Down in Greensboro, North Carolina, David Tudor and I gave an
interesting program. We played five pieces three times each. They
were the Klavierstück XI by Karlheinz Stockhausen, Christian
Wolff’s Duo for Pianists, Morton Feldman’s Intermission No. 6,
Earle Brown’s Four Systems and my Variations. All of these pieces
are composed in various ways that have in common indeterminacy of
performance. Each performance is unique, as interesting to the
composers and performers as to the audience. Everyone in fact,
that is, becomes a listener. I explained all this to the audience
before the musical program began. I pointed out that one is
accustomed to thinking of a piece of music as an object suitable
for understanding and subsequent evaluation, but that here the
situation was quite other. These pieces, I said, are not objects
but processes essentially purposeless.
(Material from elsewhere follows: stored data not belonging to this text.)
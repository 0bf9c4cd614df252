//! Framed, time-bounded socket I/O with one agent.

use std::io::{self, Read, Write};
use std::net::{Shutdown, SocketAddr, TcpListener, TcpStream, ToSocketAddrs};
use std::thread;
use std::time::{Duration, Instant};

use anyhow::Context;
use tracing::{debug, instrument, trace, warn};

use crate::error::TransportFault;
use crate::protocol::frame::{decode_body, decode_header, encode_frame, HEADER_LEN};
use crate::protocol::{parse_agent_command, AgentCommand};

/// One agent's socket.
///
/// Every fault closes the socket before it is returned, later calls fail with
/// [`TransportFault::Disconnected`].
#[derive(Debug)]
pub struct AgentConnection {
    stream: Option<TcpStream>,
    peer: Option<SocketAddr>,
    send_timeout: Duration,
}

impl AgentConnection {
    /// Once a frame has started, the rest of it must arrive within this bound.
    const FRAME_COMPLETION_TIMEOUT: Duration = Duration::from_secs(1);
    const ACCEPT_POLL_INTERVAL: Duration = Duration::from_millis(10);
    const MIN_READ_TIMEOUT: Duration = Duration::from_millis(1);

    fn from_stream(stream: TcpStream, send_timeout: Duration) -> io::Result<AgentConnection> {
        stream.set_nonblocking(false)?;
        stream.set_nodelay(true)?;
        stream.set_write_timeout(Some(send_timeout.max(Self::MIN_READ_TIMEOUT)))?;
        let peer = stream.peer_addr().ok();
        Ok(AgentConnection {
            stream: Some(stream),
            peer,
            send_timeout,
        })
    }

    /// Waits up to `timeout` for one inbound connection and reads its CONNECT.
    ///
    /// Returns `Ok(None)` when nobody connected in time or when the first frame was not a
    /// CONNECT. Errors only come from the listener itself.
    #[instrument(skip_all, fields(timeout_ms = timeout.as_millis() as u64))]
    pub fn accept(
        listener: &TcpListener,
        timeout: Duration,
        send_timeout: Duration,
    ) -> anyhow::Result<Option<(AgentConnection, String)>> {
        listener
            .set_nonblocking(true)
            .context("kernel error: setting non-blocking on listener")?;

        let deadline = Instant::now() + timeout;
        loop {
            match listener.accept() {
                Ok((stream, addr)) => {
                    trace!(%addr, "inbound connection");
                    let mut connection = match Self::from_stream(stream, send_timeout) {
                        Ok(connection) => connection,
                        Err(e) => {
                            warn!(%addr, %e, "could not configure agent socket");
                            return Ok(None);
                        }
                    };
                    let remaining = deadline.saturating_duration_since(Instant::now());
                    return Ok(match connection.receive(remaining) {
                        Ok(Some(payload)) => match parse_agent_command(&payload) {
                            AgentCommand::Connect { group } => Some((connection, group)),
                            other => {
                                warn!(%addr, command = %other, "first command was not CONNECT");
                                connection.disconnect();
                                None
                            }
                        },
                        Ok(None) => {
                            debug!(%addr, "no CONNECT before the deadline");
                            connection.disconnect();
                            None
                        }
                        Err(e) => {
                            warn!(%addr, %e, "handshake failed");
                            None
                        }
                    });
                }
                Err(e) if e.kind() == io::ErrorKind::WouldBlock => {}
                Err(e) => return Err(e).context("kernel error: accepting connection"),
            }
            if Instant::now() >= deadline {
                return Ok(None);
            }
            thread::sleep(
                Self::ACCEPT_POLL_INTERVAL
                    .min(timeout / 10)
                    .max(Duration::from_millis(1)),
            );
        }
    }

    /// Connects to a kernel, agent side.
    pub fn connect(
        addr: impl ToSocketAddrs,
        send_timeout: Duration,
    ) -> io::Result<AgentConnection> {
        let stream = TcpStream::connect(addr)?;
        Self::from_stream(stream, send_timeout)
    }

    /// True until the first fault or [`disconnect`](Self::disconnect).
    pub fn is_connected(&self) -> bool {
        self.stream.is_some()
    }

    /// Remote address, if known.
    pub fn peer_addr(&self) -> Option<SocketAddr> {
        self.peer
    }

    /// Bound applied to every send.
    pub fn send_timeout(&self) -> Duration {
        self.send_timeout
    }

    /// Sends one frame. The whole frame must be written within the send bound, however slowly
    /// the peer drains it.
    pub fn send(&mut self, payload: &str) -> Result<(), TransportFault> {
        let stream = self.stream.as_mut().ok_or(TransportFault::Disconnected)?;
        let frame = encode_frame(payload);
        if let Err(fault) = write_before(stream, &frame, Instant::now() + self.send_timeout) {
            self.disconnect();
            return Err(fault);
        }
        trace!(payload, "sent");
        Ok(())
    }

    /// Waits up to `timeout` for one frame.
    ///
    /// Returns `Ok(None)` if no frame started before the timeout.
    pub fn receive(&mut self, timeout: Duration) -> Result<Option<String>, TransportFault> {
        let result = self.receive_frame(timeout);
        if result.is_err() {
            self.disconnect();
        }
        result
    }

    fn receive_frame(&mut self, timeout: Duration) -> Result<Option<String>, TransportFault> {
        let stream = self.stream.as_mut().ok_or(TransportFault::Disconnected)?;
        stream.set_read_timeout(Some(timeout.max(Self::MIN_READ_TIMEOUT)))?;

        let mut header = [0u8; HEADER_LEN];
        let first = loop {
            match stream.read(&mut header) {
                Ok(0) => return Err(TransportFault::ClosedByPeer),
                Ok(n) => break n,
                Err(e) if is_timeout(&e) => return Ok(None),
                Err(e) if e.kind() == io::ErrorKind::Interrupted => continue,
                Err(e) => return Err(e.into()),
            }
        };

        stream.set_read_timeout(Some(Self::FRAME_COMPLETION_TIMEOUT))?;
        read_rest(stream, &mut header[first..])?;
        let len = decode_header(header)?;
        let mut body = vec![0u8; len];
        read_rest(stream, &mut body)?;
        let payload = decode_body(&body)?;
        trace!(%payload, "received");
        Ok(Some(payload))
    }

    /// Closes the socket. Safe to call any number of times.
    pub fn disconnect(&mut self) {
        if let Some(stream) = self.stream.take() {
            let _ = stream.shutdown(Shutdown::Both);
            debug!(peer = ?self.peer, "disconnected");
        }
    }
}

impl Drop for AgentConnection {
    fn drop(&mut self) {
        self.disconnect();
    }
}

fn is_timeout(e: &io::Error) -> bool {
    matches!(
        e.kind(),
        io::ErrorKind::WouldBlock | io::ErrorKind::TimedOut
    )
}

/// `write_all` bounded by one deadline for the whole buffer.
fn write_before(
    stream: &mut TcpStream,
    mut buf: &[u8],
    deadline: Instant,
) -> Result<(), TransportFault> {
    while !buf.is_empty() {
        let remaining = deadline.saturating_duration_since(Instant::now());
        if remaining.is_zero() {
            return Err(TransportFault::SendTimeout);
        }
        stream.set_write_timeout(Some(remaining.max(AgentConnection::MIN_READ_TIMEOUT)))?;
        match stream.write(buf) {
            Ok(0) => return Err(TransportFault::ClosedByPeer),
            Ok(n) => buf = &buf[n..],
            Err(e) if e.kind() == io::ErrorKind::Interrupted => {}
            Err(e) => return Err(e.into()),
        }
    }
    Ok(())
}

/// `read_exact` where a timeout or EOF in the middle of a frame is a truncation.
fn read_rest(stream: &mut TcpStream, buf: &mut [u8]) -> Result<(), TransportFault> {
    match stream.read_exact(buf) {
        Ok(()) => Ok(()),
        Err(e) if is_timeout(&e) || e.kind() == io::ErrorKind::UnexpectedEof => {
            Err(TransportFault::Truncated)
        }
        Err(e) => Err(e.into()),
    }
}

#[cfg(test)]
mod transport_tests {
    use super::*;

    const SEND_TIMEOUT: Duration = Duration::from_millis(100);

    fn pair() -> (AgentConnection, TcpStream) {
        let listener = TcpListener::bind("127.0.0.1:0").unwrap();
        let client = TcpStream::connect(listener.local_addr().unwrap()).unwrap();
        let (server, _) = listener.accept().unwrap();
        (
            AgentConnection::from_stream(server, SEND_TIMEOUT).unwrap(),
            client,
        )
    }

    #[test]
    fn receive_times_out_without_fault() {
        let (mut conn, _client) = pair();
        assert_eq!(conn.receive(Duration::from_millis(20)), Ok(None));
        assert!(conn.is_connected());
        // zero timeout must not mean "block forever"
        assert_eq!(conn.receive(Duration::ZERO), Ok(None));
    }

    #[test]
    fn frames_in_both_directions() {
        let (mut conn, mut client) = pair();
        client.write_all(&encode_frame("END_TURN")).unwrap();
        assert_eq!(
            conn.receive(Duration::from_secs(1)),
            Ok(Some("END_TURN".to_owned()))
        );

        conn.send("ROUND_START").unwrap();
        let mut buf = vec![0u8; 4 + "ROUND_START".len() + 1];
        client.read_exact(&mut buf).unwrap();
        assert_eq!(buf, encode_frame("ROUND_START"));
    }

    #[test]
    fn wrong_length_is_a_fault_and_disconnects() {
        let (mut conn, mut client) = pair();
        // length says 3, but the third byte is not NUL
        let mut frame = 3u32.to_le_bytes().to_vec();
        frame.extend_from_slice(b"ABC");
        client.write_all(&frame).unwrap();
        assert_eq!(
            conn.receive(Duration::from_secs(1)),
            Err(TransportFault::MissingTerminator)
        );
        assert!(!conn.is_connected());
        assert_eq!(conn.send("ROUND_END"), Err(TransportFault::Disconnected));
    }

    #[test]
    fn nul_inside_the_declared_length_is_a_fault() {
        let (mut conn, mut client) = pair();
        let mut frame = 7u32.to_le_bytes().to_vec();
        frame.extend_from_slice(b"SLE\0EP\0");
        client.write_all(&frame).unwrap();
        assert_eq!(
            conn.receive(Duration::from_secs(1)),
            Err(TransportFault::EarlyTerminator(3))
        );
        assert!(!conn.is_connected());
    }

    #[test]
    fn slow_reader_cannot_stretch_a_send() {
        let (mut conn, mut client) = pair();
        let reader = thread::spawn(move || {
            let mut buf = [0u8; 64 * 1024];
            loop {
                match client.read(&mut buf) {
                    Ok(0) | Err(_) => break,
                    Ok(_) => thread::sleep(Duration::from_millis(5)),
                }
            }
        });

        // draining this at the reader's pace takes seconds
        let payload = "A".repeat(64 * 1024 * 1024);
        let start = Instant::now();
        assert_eq!(conn.send(&payload), Err(TransportFault::SendTimeout));
        assert!(start.elapsed() < Duration::from_millis(1500));
        assert!(!conn.is_connected());
        reader.join().unwrap();
    }

    #[test]
    fn truncated_frame_is_a_fault() {
        let (mut conn, mut client) = pair();
        let mut frame = 10u32.to_le_bytes().to_vec();
        frame.extend_from_slice(b"SLE");
        client.write_all(&frame).unwrap();
        drop(client);
        assert_eq!(
            conn.receive(Duration::from_secs(1)),
            Err(TransportFault::Truncated)
        );
    }

    #[test]
    fn closed_peer_is_a_fault() {
        let (mut conn, client) = pair();
        drop(client);
        assert_eq!(
            conn.receive(Duration::from_secs(1)),
            Err(TransportFault::ClosedByPeer)
        );
    }

    #[test]
    fn disconnect_is_idempotent() {
        let (mut conn, _client) = pair();
        conn.disconnect();
        conn.disconnect();
        assert!(!conn.is_connected());
    }

    #[test]
    fn accept_reads_the_handshake() {
        let listener = TcpListener::bind("127.0.0.1:0").unwrap();
        let addr = listener.local_addr().unwrap();
        let agent = thread::spawn(move || {
            let mut client = AgentConnection::connect(addr, SEND_TIMEOUT).unwrap();
            client.send("CONNECT ( blue )").unwrap();
            client
        });
        let (conn, group) = AgentConnection::accept(&listener, Duration::from_secs(2), SEND_TIMEOUT)
            .unwrap()
            .expect("an agent connects");
        assert_eq!(group, "blue");
        assert!(conn.is_connected());
        agent.join().unwrap();
    }

    #[test]
    fn accept_rejects_other_first_commands() {
        let listener = TcpListener::bind("127.0.0.1:0").unwrap();
        let addr = listener.local_addr().unwrap();
        let agent = thread::spawn(move || {
            let mut client = AgentConnection::connect(addr, SEND_TIMEOUT).unwrap();
            client.send("SLEEP").unwrap();
            client
        });
        let accepted =
            AgentConnection::accept(&listener, Duration::from_secs(2), SEND_TIMEOUT).unwrap();
        assert!(accepted.is_none());
        agent.join().unwrap();
    }

    #[test]
    fn accept_gives_up_after_timeout() {
        let listener = TcpListener::bind("127.0.0.1:0").unwrap();
        let start = Instant::now();
        let accepted =
            AgentConnection::accept(&listener, Duration::from_millis(50), SEND_TIMEOUT).unwrap();
        assert!(accepted.is_none());
        assert!(start.elapsed() < Duration::from_secs(2));
    }
}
Naturally then I had to
explain the purpose of having something be purposeless. I said
that sounds were just sounds and that if they weren’t just sounds
that we would (I was of course using the editorial we) — we would do
something about it in the next composition. I said that since the
sounds were sounds this gave people hearing them the chance to be
people, centered within themselves where they actually are, not
off artificially in the distance as they are accustomed to be,
trying to figure out what is being said by some artist by means of
sounds. Finally I said that the purpose of this purposeless music
would be achieved if people learned to listen; that when they
listened they might discover that they preferred the sounds of
everyday life to the ones they would presently hear in the
musical program; that that was alright as far as I was concerned.